## What the task requires
Retype exactly the lines below, beginning with the first and ending with the line where "opens or closes." appears.

## Records for this exercise
---+---

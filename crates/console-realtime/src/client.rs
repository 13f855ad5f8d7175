//! Realtime client.
//!
//! One transport per client. Inbound `message` events are routed to the
//! handlers registered for their group; unexpected closes are retried with
//! capped exponential backoff until the attempt ceiling is reached.

use crate::{
    realtime_endpoint, realtime_url, ChatMessage, Connector, InboundEvent, OutboundCommand,
    RealtimeConfig, RealtimeResult, Removal, SubscriptionId, SubscriptionRegistry,
    TransportConnection, TransportFrame, WebSocketConnector,
};
use futures_util::{SinkExt, StreamExt};
use std::fmt;
use std::panic::{catch_unwind, AssertUnwindSafe};
use std::sync::Arc;
use std::time::Duration;
use tokio::sync::{broadcast, mpsc, Mutex};
use tokio::task::JoinHandle;
use tracing::{debug, error, info, trace, warn};
use url::Url;

/// Connection lifecycle callback.
pub type LifecycleCallback = Arc<dyn Fn() + Send + Sync>;

/// Callbacks invoked when the transport opens or closes.
#[derive(Clone, Default)]
pub struct LifecycleCallbacks {
    on_open: Option<LifecycleCallback>,
    on_close: Option<LifecycleCallback>,
}

impl LifecycleCallbacks {
    pub fn new() -> Self {
        Self::default()
    }

    /// Called after every successful open, including reconnects.
    pub fn on_open(mut self, callback: impl Fn() + Send + Sync + 'static) -> Self {
        self.on_open = Some(Arc::new(callback));
        self
    }

    /// Called after every close, failed attempts included.
    pub fn on_close(mut self, callback: impl Fn() + Send + Sync + 'static) -> Self {
        self.on_close = Some(Arc::new(callback));
        self
    }
}

impl fmt::Debug for LifecycleCallbacks {
    fn fmt(&self, f: &mut fmt::Formatter<'_>) -> fmt::Result {
        f.debug_struct("LifecycleCallbacks")
            .field("on_open", &self.on_open.is_some())
            .field("on_close", &self.on_close.is_some())
            .finish()
    }
}

/// Where reconnect attempts read the credential from.
///
/// Lets a running client pick up a token refreshed elsewhere (e.g. a new
/// login persisted to disk).
pub trait CredentialSource: Send + Sync {
    fn credential(&self) -> Option<String>;
}

impl<F> CredentialSource for F
where
    F: Fn() -> Option<String> + Send + Sync,
{
    fn credential(&self) -> Option<String> {
        self()
    }
}

/// Connection state.
#[derive(Debug, Clone, Copy, PartialEq, Eq)]
pub enum ConnectionState {
    Disconnected,
    Connecting,
    Open,
    ReconnectPending,
}

/// Events emitted by the realtime client.
#[derive(Debug, Clone, PartialEq, Eq)]
pub enum RealtimeEvent {
    /// Transport opened.
    Opened,
    /// Transport closed or failed to open.
    Closed,
    /// A reconnect attempt is scheduled.
    ReconnectScheduled { attempt: u32, delay: Duration },
    /// Reconnect attempts exhausted; the client is idle.
    GaveUp { attempts: u32 },
    /// The caller disconnected the client.
    Disconnected,
}
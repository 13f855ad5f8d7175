//! Plugin listing and settings.
//!
//! The server describes a plugin's configuration as a map of
//! [`ConfigField`]s; the console works with the flattened [`Plugin`] view.

use serde::{Deserialize, Serialize};
use serde_json::Value;
use std::collections::BTreeMap;

/// Entry of `GET /plugins`.
#[derive(Debug, Clone, PartialEq, Eq, Serialize, Deserialize)]
pub struct PluginSummary {
    pub id: String,
    pub name: String,
}

#[derive(Debug, Deserialize)]
pub(crate) struct PluginListEntry {
    pub module_name: String,
    #[serde(default)]
    pub name: String,
}

impl From<PluginListEntry> for PluginSummary {
    fn from(entry: PluginListEntry) -> Self {
        Self {
            id: entry.module_name,
            name: entry.name,
        }
    }
}

/// `{ "data": ... }` envelope used by the plugin endpoints.
#[derive(Debug, Deserialize)]
pub(crate) struct DataEnvelope<T> {
    pub data: T,
}

/// One configurable value as the server describes it.
#[derive(Debug, Clone, Default, PartialEq, Serialize, Deserialize)]
#[serde(default)]
pub struct ConfigField {
    pub value: Value,
    pub title: String,
    pub description: String,
    pub default: Value,
    pub input_type: String,
}

/// Entry of `GET /plugins/config`.
#[derive(Debug, Clone, PartialEq, Serialize, Deserialize)]
pub struct PluginInfo {
    pub module_name: String,
    #[serde(default)]
    pub name: String,
    #[serde(default)]
    pub description: String,
    #[serde(default)]
    pub config: BTreeMap<String, ConfigField>,
    #[serde(default, skip_serializing_if = "Option::is_none")]
    pub can_reload: Option<bool>,
}

/// Editor hint for a setting.
#[derive(Debug, Clone, Copy, PartialEq, Eq, Serialize, Deserialize)]
#[serde(rename_all = "camelCase")]
pub enum PluginSettingType {
    Boolean,
    String,
    Number,
    Array,
    Object,
    StringArray,
    NumberArray,
    GroupArray,
    #[serde(other)]
    Other,
}

impl PluginSettingType {
    fn from_input_type(input_type: &str) -> Self {
        serde_json::from_value(Value::String(input_type.to_string())).unwrap_or(Self::Other)
    }
}

#[derive(Debug, Clone, PartialEq, Serialize, Deserialize)]
pub struct PluginSetting {
    pub key: String,
    #[serde(rename = "type")]
    pub kind: PluginSettingType,
    pub label: String,
    pub value: Value,
    #[serde(default, skip_serializing_if = "Option::is_none")]
    pub options: Option<Vec<Value>>,
    #[serde(default, skip_serializing_if = "Option::is_none")]
    pub description: Option<String>,
    #[serde(default, skip_serializing_if = "Option::is_none")]
    pub default: Option<Value>,
}

#[derive(Debug, Clone, PartialEq, Eq, Serialize, Deserialize)]
pub struct PluginAction {
    pub name: String,
    pub endpoint: String,
    #[serde(default, skip_serializing_if = "Option::is_none")]
    pub description: Option<String>,
}

/// A plugin with its settings flattened and sorted by key.
#[derive(Debug, Clone, PartialEq, Serialize, Deserialize)]
pub struct Plugin {
    pub id: String,
    pub name: String,
    #[serde(default, skip_serializing_if = "Option::is_none")]
    pub description: Option<String>,
    pub settings: Vec<PluginSetting>,
    #[serde(default, skip_serializing_if = "Option::is_none")]
    pub can_reload: Option<bool>,
    #[serde(default)]
    pub actions: Vec<PluginAction>,
}

impl Plugin {
    pub fn setting(&self, key: &str) -> Option<&PluginSetting> {
        self.settings.iter().find(|setting| setting.key == key)
    }
}

impl From<PluginInfo> for Plugin {
    fn from(info: PluginInfo) -> Self {
        let settings = info
            .config
            .into_iter()
            .map(|(key, field)| PluginSetting {
                key,
                kind: PluginSettingType::from_input_type(&field.input_type),
                label: field.title,
                options: field.value.as_array().cloned(),
                value: field.value,
                description: (!field.description.is_empty()).then_some(field.description),
                default: (!field.default.is_null()).then_some(field.default),
            })
            .collect();

        Self {
            id: info.module_name,
            name: info.name,
            description: (!info.description.is_empty()).then_some(info.description),
            settings,
            can_reload: info.can_reload,
            actions: Vec::new(),
        }
    }
}

/// Outcome of a plugin action.
#[derive(Debug, Clone, PartialEq, Eq, Serialize, Deserialize)]
pub struct ActionResult {
    pub success: bool,
    #[serde(default)]
    pub message: String,
}

#[cfg(test)]
mod tests {
    use super::*;
    use serde_json::json;

    fn sample_info() -> PluginInfo {
        serde_json::from_value(json!({
            "module_name": "welcome",
            "name": "Welcome",
            "description": "Greets new members",
            "config": {
                "enabled": {
                    "value": true,
                    "title": "Enabled",
                    "description": "",
                    "default": false,
                    "input_type": "boolean"
                },
                "groups": {
                    "value": [123, 456],
                    "title": "Groups",
                    "description": "Groups to greet in",
                    "default": null,
                    "input_type": "groupArray"
                },
                "style": {
                    "value": "card",
                    "title": "Style",
                    "input_type": "select"
                }
            }
        }))
        .unwrap()
    }

    #[test]
    fn test_plugin_from_info() {
        let plugin = Plugin::from(sample_info());

        assert_eq!(plugin.id, "welcome");
        assert_eq!(plugin.description.as_deref(), Some("Greets new members"));
        let keys: Vec<&str> = plugin.settings.iter().map(|s| s.key.as_str()).collect();
        assert_eq!(keys, vec!["enabled", "groups", "style"]);

        let enabled = plugin.setting("enabled").unwrap();
        assert_eq!(enabled.kind, PluginSettingType::Boolean);
        assert_eq!(enabled.label, "Enabled");
        assert_eq!(enabled.description, None);
        assert_eq!(enabled.default, Some(json!(false)));
        assert_eq!(enabled.options, None);

        let groups = plugin.setting("groups").unwrap();
        assert_eq!(groups.kind, PluginSettingType::GroupArray);
        assert_eq!(groups.options, Some(vec![json!(123), json!(456)]));
        assert_eq!(groups.default, None);
    }

    #[test]
    fn test_unknown_input_type_is_other() {
        let plugin = Plugin::from(sample_info());
        assert_eq!(
            plugin.setting("style").unwrap().kind,
            PluginSettingType::Other
        );
    }

    #[test]
    fn test_setting_type_wire_names() {
        assert_eq!(
            serde_json::to_string(&PluginSettingType::StringArray).unwrap(),
            r#""stringArray""#
        );
        assert_eq!(
            PluginSettingType::from_input_type("numberArray"),
            PluginSettingType::NumberArray
        );
    }
}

---+---

## The completed task
filename crates/console-realtime/src/client.rs
repository 13f855ad5f8d7175
//! Realtime client.
//!
//! One transport per client. Inbound `message` events are routed to the
//! handlers registered for their group; unexpected closes are retried with
//! capped exponential backoff until the attempt ceiling is reached.

use crate::{
    realtime_endpoint, realtime_url, ChatMessage, Connector, InboundEvent, OutboundCommand,
    RealtimeConfig, RealtimeResult, Removal, SubscriptionId, SubscriptionRegistry,
    TransportConnection, TransportFrame, WebSocketConnector,
};
use futures_util::{SinkExt, StreamExt};
use std::fmt;
use std::panic::{catch_unwind, AssertUnwindSafe};
use std::sync::Arc;
use std::time::Duration;
use tokio::sync::{broadcast, mpsc, Mutex};
use tokio::task::JoinHandle;
use tracing::{debug, error, info, trace, warn};
use url::Url;

/// Connection lifecycle callback.
pub type LifecycleCallback = Arc<dyn Fn() + Send + Sync>;

/// Callbacks invoked when the transport opens or closes.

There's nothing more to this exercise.